Safeguarding


Our Academy recognises that the safety and welfare of children is paramount and that we have a responsibility to protect children in all our Academy’s activities.  We understand that it is the responsibility of all staff and governors to safeguard children and young people. We take all reasonable steps to ensure, through appropriate procedures and training, that all children, irrespective of sex, age, disability, race, religion or belief, sexual identity or social status, are protected from abuse.

We will seek to:

  • Create a safe and welcoming environment where children can develop their skills and confidence.
  • Support and encourage other groups and organisations to implement similar policies.
  • Recognise that safeguarding children is the responsibility of everyone, not just those who work with children.
  • Ensure that any training or events are managed to the highest possible safety standards
  • Review ways of working to incorporate best practice. Including policies being regularly reviewed and updated to reflect current best practice and Government expectations.
  • Treat all children with respect regardless of age, disability, gender, racial heritage, religious belief, sexual orientation or identity.
  • Carefully recruit and select all employees, contractors and volunteers.
  • Respond swiftly and appropriately to all complaints and concerns about poor practice or suspected or actual child abuse.
  • Share information about concerns with agencies who need to know, and involving parents and children appropriately

We refer to school policies (on website); Keeping children safe in education and the EYFS Statatory Framework 2014

The Designated Safeguarding Lead at Brookside is (Across all sites): Brian Walton

The Deputy Safeguarding Leads are Mrs Sarah Ashford, Mrs Sandra Cinicola, and Mr Chris Lane. Our Safeguarding Governor is Mrs Alex Tedford.

Prevent

What is the Prevent strategy?

Prevent is a government strategy designed to stop people becoming terrorists or supporting terrorist or
extremist causes. The Prevent strategy covers all types of terrorism and extremism, including the
extreme right or left wing, violent Islamist groups and other causes.

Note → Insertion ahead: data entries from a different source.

use crate::domain::models::{setlist_role::NewSetlistRole, user::Permission};
use crate::error::AppError;
use chrono::{DateTime, Utc};
use serde::Deserialize;
use serde_json::Value;

#[derive(Deserialize)]
pub struct RegisterRequest {
    pub email: String,
    pub password: String,
    pub first_name: String,
    pub last_name: String,
    #[serde(default)]
    pub profile_color: String,
}

#[derive(Deserialize)]
pub struct LoginRequest {
    pub email: String,
    pub password: String,
    /// A refresh token the client still holds, reused while it is valid.
    pub refresh: Option<String>,
}

#[derive(Deserialize)]
pub struct RefreshRequest {
    pub refresh: String,
}

#[derive(Deserialize)]
pub struct UpdateMeRequest {
    pub first_name: String,
    pub last_name: String,
    #[serde(default)]
    pub profile_color: String,
    pub password: Option<String>,
}

#[derive(Deserialize)]
pub struct SetPermissionRequest {
    pub permission: Permission,
}

#[derive(Deserialize)]
pub struct UpdateRoleRequest {
    pub name: String,
    #[serde(default)]
    pub description: String,
}

#[derive(Deserialize)]
pub struct SetActiveRolesRequest {
    pub ids: Vec<i64>,
}

#[derive(Deserialize)]
pub struct UpdateBundleRequest {
    pub name: String,
    #[serde(default)]
    pub parent_id: i64,
}

#[derive(Deserialize)]
pub struct CreateSongRequest {
    pub bundle_id: i64,
    /// Defaults to the caller.
    pub creator_id: Option<i64>,
    pub title: String,
    #[serde(default)]
    pub subtitle: String,
    pub key: String,
    pub bpm: i32,
    #[serde(default = "empty_object")]
    pub chord_sheet: Value,
}

#[derive(Deserialize)]
pub struct UpdateSongRequest {
    pub bundle_id: i64,
    pub creator_id: i64,
    pub title: String,
    #[serde(default)]
    pub subtitle: String,
    pub key: String,
    pub bpm: i32,
    #[serde(default = "empty_object")]
    pub chord_sheet: Value,
}

fn empty_object() -> Value {
    Value::Object(Default::default())
}

/// `?ids=1,2&bids=3&cids=&keys=A,Em&bpms=120&title=Ama`
#[derive(Deserialize, Default)]
pub struct SongQuery {
    pub ids: Option<String>,
    pub bids: Option<String>,
    pub cids: Option<String>,
    pub keys: Option<String>,
    pub bpms: Option<String>,
    pub title: Option<String>,
}

#[derive(Deserialize)]
pub struct EntryRequest {
    pub song_id: i64,
    #[serde(default)]
    pub transpose: i16,
    #[serde(default)]
    pub notes: String,
    #[serde(default)]
    pub arrangement: Vec<String>,
    pub rank: Option<i64>,
}

#[derive(Deserialize)]
pub struct UpdatedEntryRequest {
    pub id: i64,
    pub song_id: i64,
    #[serde(default)]
    pub transpose: i16,
    #[serde(default)]
    pub notes: String,
    #[serde(default)]
    pub arrangement: Vec<String>,
    pub rank: Option<i64>,
}

#[derive(Deserialize)]
pub struct CreateSetlistRequest {
    pub name: String,
    /// Defaults to the caller.
    pub creator_id: Option<i64>,
    pub deadline: DateTime<Utc>,
    #[serde(default)]
    pub created_entries: Vec<EntryRequest>,
}

#[derive(Deserialize)]
pub struct UpdateSetlistRequest {
    pub name: String,
    pub creator_id: Option<i64>,
    pub deadline: DateTime<Utc>,
    #[serde(default)]
    pub created_entries: Vec<EntryRequest>,
    #[serde(default)]
    pub updated_entries: Vec<UpdatedEntryRequest>,
    #[serde(default)]
    pub deleted_entries: Vec<i64>,
}

#[derive(Deserialize, Default)]
pub struct TimeframeQuery {
    pub from: Option<String>,
    pub to: Option<String>,
}

#[derive(Deserialize)]
pub struct CreateSetlistRolesRequest {
    pub setlist_roles: Vec<NewSetlistRole>,
}

/// `?ids=1,2,3`
#[derive(Deserialize, Default)]
pub struct IdsQuery {
    pub ids: Option<String>,
}

/// Splits a comma separated query value, ignoring blanks.
pub fn parse_list<T: std::str::FromStr>(name: &str, raw: Option<&str>) -> Result<Vec<T>, AppError> {
    raw.unwrap_or_default()
        .split(',')
        .map(str::trim)
        .filter(|part| !part.is_empty())
        .map(|part| {
            part.parse::<T>()
                .map_err(|_| AppError::BadRequest(format!("{} contains an invalid value: {}", name, part)))
        })
        .collect()
}

pub fn parse_time(name: &str, raw: Option<&str>) -> Result<Option<DateTime<Utc>>, AppError> {
    match raw.map(str::trim).filter(|value| !value.is_empty()) {
        None => Ok(None),
        Some(value) => DateTime::parse_from_rfc3339(value)
            .map(|time| Some(time.with_timezone(&Utc)))
            .map_err(|_| AppError::BadRequest(format!("{} must be an RFC 3339 timestamp", name))),
    }
}

#[cfg(test)]
mod tests {
    use super::*;

    #[test]
    fn parses_comma_separated_lists() {
        let ids: Vec<i64> = parse_list("ids", Some("1, 2,,3")).unwrap();
        assert_eq!(ids, vec![1, 2, 3]);

        let none: Vec<i64> = parse_list("ids", None).unwrap();
        assert!(none.is_empty());

        assert!(parse_list::<i64>("ids", Some("1,x")).is_err());
    }

    #[test]
    fn parses_rfc3339_bounds() {
        assert_eq!(parse_time("from", None).unwrap(), None);
        assert_eq!(parse_time("from", Some("")).unwrap(), None);

        let parsed = parse_time("from", Some("2030-01-01T10:00:00+02:00")).unwrap().unwrap();
        assert_eq!(parsed.to_rfc3339(), "2030-01-01T08:00:00+00:00");

        assert!(parse_time("to", Some("tomorrow")).is_err());
    }
}
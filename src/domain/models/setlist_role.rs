use serde::{Deserialize, Serialize};
use sqlx::FromRow;

/// Grants the holder of a user-role access to a setlist.
#[derive(Debug, Serialize, Deserialize, FromRow, Clone, PartialEq)]
pub struct SetlistRole {
    pub id: i64,
    pub setlist_id: i64,
    pub user_role_id: i64,
}

#[derive(Debug, Clone, Deserialize, PartialEq)]
pub struct NewSetlistRole {
    pub setlist_id: i64,
    pub user_role_id: i64,
}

How does the Prevent strategy apply to schools?

All schools (as well as other organisations) have a duty to safeguard children from radicalisation and
extremism. This means we have a responsibility to protect children from extremist and violent views the
same way we protect them from drugs or gang violence.
Importantly, we can provide a safe place for pupils to discuss these issues so they better understand
how to protect themselves.

What does this mean in practice?

Many of the things we already do in school to help children become positive, happy members of society
also contribute to the Prevent strategy.
These include:

  • Exploring other cultures and religions and promoting diversity
  • Challenging prejudices and racist comments
  • Developing critical thinking skills and a strong, positive self-identity
  • Promoting the spiritual, moral, social and cultural development of pupils, as well as British values such
    as democracy.

We will also protect children from the risk of radicalisation, for example by using filters on the internet
to make sure they can’t access extremist and terrorist material, or by vetting visitors who come into
school to work with pupils. We will carry out our Prevent duty in different ways, depending on the age
of the children and the needs of our community.

Frequently Asked Questions

How does Prevent relate to British values?
Schools have been required to promote British values since 2014, and this will continue to be part of our
response to the Prevent strategy. British values include:

  • Democracy
  • The rule of law
  • Individual liberty and mutual respect
  • Tolerance of different faiths and beliefs

Isn’t my child too young to learn about extremism?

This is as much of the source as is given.